В первый раз, когда я туда пришел, приемную озаряли своим присутствием служители Мельпомены обоих полов, которые величественно беседовали друг с другом. Страшно волнуясь, я стоял в дальнем уголке, возле двери, мучаясь от стыда и стараясь сделаться как можно незаметнее: слишком уж поношен был мой костюм, а башмаки подозрительно побелели на носках. Однажды удача улыбнулась мне, и я получил роль посыльного Билли в пьесе «Шерлок Холмс».

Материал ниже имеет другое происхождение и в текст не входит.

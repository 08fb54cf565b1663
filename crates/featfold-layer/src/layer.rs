//! Host-graph layer interface
//!
//! The host compute graph drives a layer through four calls:
//!
//! ```text
//! setup -> (reshape -> forward -> backward?)*
//! ```
//!
//! `bottom` tensors are the layer's inputs and `top` tensors its outputs.
//! The host serializes calls on a layer instance; every method takes
//! `&mut self`.

use crate::config::ReshapeConfig;
use featfold_core::{FeatFoldError, Result, Tensor};
use std::fmt;

/// Lifecycle state of a layer
#[derive(Debug, Clone, Copy, PartialEq, Eq, Hash)]
pub enum LayerState {
    /// Created, `setup` not yet called
    Uninitialized,
    /// Block size known, no input shape seen yet
    Configured,
    /// Output and padding buffer sized for the last input shape
    ShapeReady,
}

impl fmt::Display for LayerState {
    fn fmt(&self, f: &mut fmt::Formatter<'_>) -> fmt::Result {
        let name = match self {
            LayerState::Uninitialized => "uninitialized",
            LayerState::Configured => "configured",
            LayerState::ShapeReady => "shape-ready",
        };
        f.write_str(name)
    }
}

/// A layer driven by the host compute graph
pub trait Layer<T> {
    /// Stable identifier of the layer type.
    fn type_name(&self) -> &'static str;

    /// One-time initialization from the layer config.
    fn setup(
        &mut self,
        bottom: &[&Tensor<T>],
        top: &mut [Tensor<T>],
        config: &ReshapeConfig,
    ) -> Result<()>;

    /// Size `top` (and any internal buffers) for the current `bottom` shape.
    fn reshape(&mut self, bottom: &[&Tensor<T>], top: &mut [Tensor<T>]) -> Result<()>;

    /// Compute `top` data from `bottom` data.
    fn forward(&mut self, bottom: &[&Tensor<T>], top: &mut [Tensor<T>]) -> Result<()>;

    /// Compute `bottom` gradients from `top` gradients.
    ///
    /// `propagate_down[i]` tells whether `bottom[i]` needs a gradient.
    fn backward(
        &mut self,
        top: &[&Tensor<T>],
        propagate_down: &[bool],
        bottom: &mut [Tensor<T>],
    ) -> Result<()>;
}

/// Require exactly one element in a host-provided slice.
pub(crate) fn exactly_one<'a, X>(operation: &str, role: &str, items: &'a [X]) -> Result<&'a X> {
    match items {
        [item] => Ok(item),
        _ => Err(FeatFoldError::tensor_count(operation, role, 1, items.len())),
    }
}

/// Mutable counterpart of [`exactly_one`].
pub(crate) fn exactly_one_mut<'a, X>(
    operation: &str,
    role: &str,
    items: &'a mut [X],
) -> Result<&'a mut X> {
    let len = items.len();
    match items {
        [item] => Ok(item),
        _ => Err(FeatFoldError::tensor_count(operation, role, 1, len)),
    }
}
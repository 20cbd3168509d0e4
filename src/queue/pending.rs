//! FIFO of mentions awaiting verification.
//!
//! Insertion order is verification order. A pair can be queued at most once
//! at a time; it becomes queueable again as soon as the verifier pops it.

use std::collections::{HashSet, VecDeque};

use crate::types::Mention;

/// Deduplicating FIFO of pending mentions.
#[derive(Debug, Default)]
pub struct PendingQueue {
    entries: VecDeque<Mention>,

    /// Pairs currently in `entries`, for O(1) duplicate checks.
    queued: HashSet<Mention>,
}

impl PendingQueue {
    pub fn new() -> Self {
        Self::default()
    }

    pub fn len(&self) -> usize {
        self.entries.len()
    }

    pub fn is_empty(&self) -> bool {
        self.entries.is_empty()
    }

    /// Returns true if this pair is already waiting.
    pub fn contains(&self, mention: &Mention) -> bool {
        self.queued.contains(mention)
    }

    /// Appends a mention at the tail.
    ///
    /// Returns `false` (and leaves the queue unchanged) if the pair is
    /// already queued.
    pub fn push(&mut self, mention: Mention) -> bool {
        if !self.queued.insert(mention.clone()) {
            return false;
        }
        self.entries.push_back(mention);
        true
    }

    /// Removes and returns the oldest mention.
    pub fn pop(&mut self) -> Option<Mention> {
        let mention = self.entries.pop_front()?;
        self.queued.remove(&mention);
        Some(mention)
    }
}

#[cfg(test)]
mod tests {
    use super::*;
    use proptest::prelude::*;

    fn m(source: &str, target: &str) -> Mention {
        Mention::new(source, target)
    }

    #[test]
    fn new_queue_is_empty() {
        let mut queue = PendingQueue::new();
        assert!(queue.is_empty());
        assert!(queue.pop().is_none());
    }

    #[test]
    fn pops_in_insertion_order() {
        let mut queue = PendingQueue::new();
        queue.push(m("https://a.example/1", "https://t.example/"));
        queue.push(m("https://a.example/2", "https://t.example/"));
        queue.push(m("https://a.example/3", "https://t.example/"));

        assert_eq!(queue.pop().unwrap().source, "https://a.example/1");
        assert_eq!(queue.pop().unwrap().source, "https://a.example/2");
        assert_eq!(queue.pop().unwrap().source, "https://a.example/3");
        assert!(queue.pop().is_none());
    }

    #[test]
    fn duplicate_push_is_rejected() {
        let mut queue = PendingQueue::new();
        assert!(queue.push(m("s", "t")));
        assert!(!queue.push(m("s", "t")));
        assert_eq!(queue.len(), 1);
    }

    #[test]
    fn same_source_different_target_is_not_a_duplicate() {
        let mut queue = PendingQueue::new();
        assert!(queue.push(m("s", "t1")));
        assert!(queue.push(m("s", "t2")));
        assert_eq!(queue.len(), 2);
    }

    #[test]
    fn pair_is_queueable_again_after_pop() {
        let mut queue = PendingQueue::new();
        queue.push(m("s", "t"));
        queue.pop();

        assert!(!queue.contains(&m("s", "t")));
        assert!(queue.push(m("s", "t")));
    }

    proptest! {
        /// The queue never holds the same pair twice, and the lookup set
        /// tracks exactly what is queued.
        #[test]
        fn queue_and_index_stay_in_sync(
            ops in prop::collection::vec(prop_oneof![
                (0u8..4, 0u8..4).prop_map(Some),
                Just(None),
            ], 0..60)
        ) {
            let mut queue = PendingQueue::new();
            for op in ops {
                match op {
                    Some((s, t)) => {
                        queue.push(m(&format!("s{s}"), &format!("t{t}")));
                    }
                    None => {
                        queue.pop();
                    }
                }

                let entries: Vec<_> = queue.entries.iter().cloned().collect();
                let unique: HashSet<_> = entries.iter().cloned().collect();
                prop_assert_eq!(entries.len(), unique.len());
                prop_assert_eq!(&unique, &queue.queued);
            }
        }
    }
}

Пьяный от счастья, я отправился домой в омнибусе и лишь мало-помалу начал осознавать, что со мной произошло: из жалкого обитателя трущоб я превратился в театрального героя. Я перелистывал страницы своей роли, у нее была новенькая картонная обложка. Мне еще не приходилось держать в руках столь важных документов.
Сидней читал мне роль вслух и помог выучить ее наизусть. Первые репетиции в театре были для меня полным откровением: я понятия не имел, что существует ритм действия, умение держать паузу и контролировать свое тело,— все это получалось у меня само собой.
Постепенно я привык к одиночеству, но зато почти разучился разговаривать, и, когда мне случалось неожиданно встретиться с кем-нибудь из нашей труппы, я ужасно смущался и в ответ на вопросы бормотал что-нибудь бессвязное. Вероятно, актеры за меня тревожились, полагая, что мне грозит помешательство.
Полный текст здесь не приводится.